That's not a shift of power, just a case of privileged treatment. Non-YC
startups are still quite subject to getting screwed by VCs. Where the actual
power shift occurs is in the leverage investors once had over founders for
pushing any project forward. It used to be that for any given idea (which is
accepted to be fairly valueless at that point) carrying it forward meant
investors _had_ to be involved. Why? Well, let's look at the things a startup
has to have...

1\. Development - this is often the biggest cost and challenge. Unless the
founders themselves were developers one would have needed lots of investment
capital many years ago to develop even what we consider standard applications
today, like ecommerce sites.
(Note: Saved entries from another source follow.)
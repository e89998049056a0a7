//! Session-token lifecycle for the veriwork client core.
//!
//! [`TokenRefresher`] keeps the stored credential usable, coalescing
//! concurrent renewals into a single backend call. [`AuthorizedRequestGuard`]
//! is the checkpoint every authenticated call path passes through before
//! building its request.

pub mod guard;
pub mod refresher;
pub mod renewer;

pub use guard::AuthorizedRequestGuard;
pub use refresher::{DEFAULT_REFRESH_MARGIN, TokenRefresher};
pub use renewer::HttpTokenRenewer;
Today powerful, efficient open source platforms
exist, like Magento. Publishing platforms like Wordpress have meant even hobby
writers like Michael Arrington could create, publish, and build a blog
reaching millions of readers, as he did with TechCrunch, by simply pointing
and clicking. Development costs are much lower, and outsourced and/or
collaborative development is now more viable than ever before. Nothing to do
with PG here.

2\. Servers/Hosting/Business Location - the further we look back, the more it
cost to establish a business presence. In the old days startups were almost
synonymous with brick-and-mortar buildings. Even when the products became
software which could be sold virtually, rather than physically, early dot com
startups were expected to have a real world base of operations, especially
when adding in the need for comprehensive server capacity. This costs money.
Nowadays, entrepreneurs can meet virtually, develop, blog and pretty much
create value in their pajamas from anywhere in the world. Platforms like the
iPod/iPad further provide reach, distribution and act as little money
collection windows around the world.

3\. Marketing - this is a big one, and probably the biggest reason investors
played a key role early on. Reaching people costs money. In the early dot com
days there were marketing budgets in the millions being thrown around at all
manner of ideas. One needed significant money to even get noticed in such an
environment. Today, social networks, publishing, and sharing platforms allow
information to travel much more freely. Search engines have gotten better at
identifying quality sites. Consider the Conan O'Brien anecdote where he
explains that he sent out a single tweet directing people to a web page where
they could buy tickets for his tour, which then sold out in a matter of hours.
He couldn't believe he didn't have to go to a single radio show, or otherwise
do any promotion.

I believe successfully traversing these three areas are crucial to any
startup's success. As I've explained the further you go back in time, the more
likely you were to need investment money to have any chance at playing the
game seriously. All that has changed in the direction of favoring founders.
PG, again, while great, really had nothing to do with this. Sorry I didn't
elaborate all this the first time. ;)

------
jswinghammer
One of the things I like is that when you email someone here asking for help
or advice they're quite nice about it. I've gotten some very thoughtful
responses from people here when I've asked for feedback.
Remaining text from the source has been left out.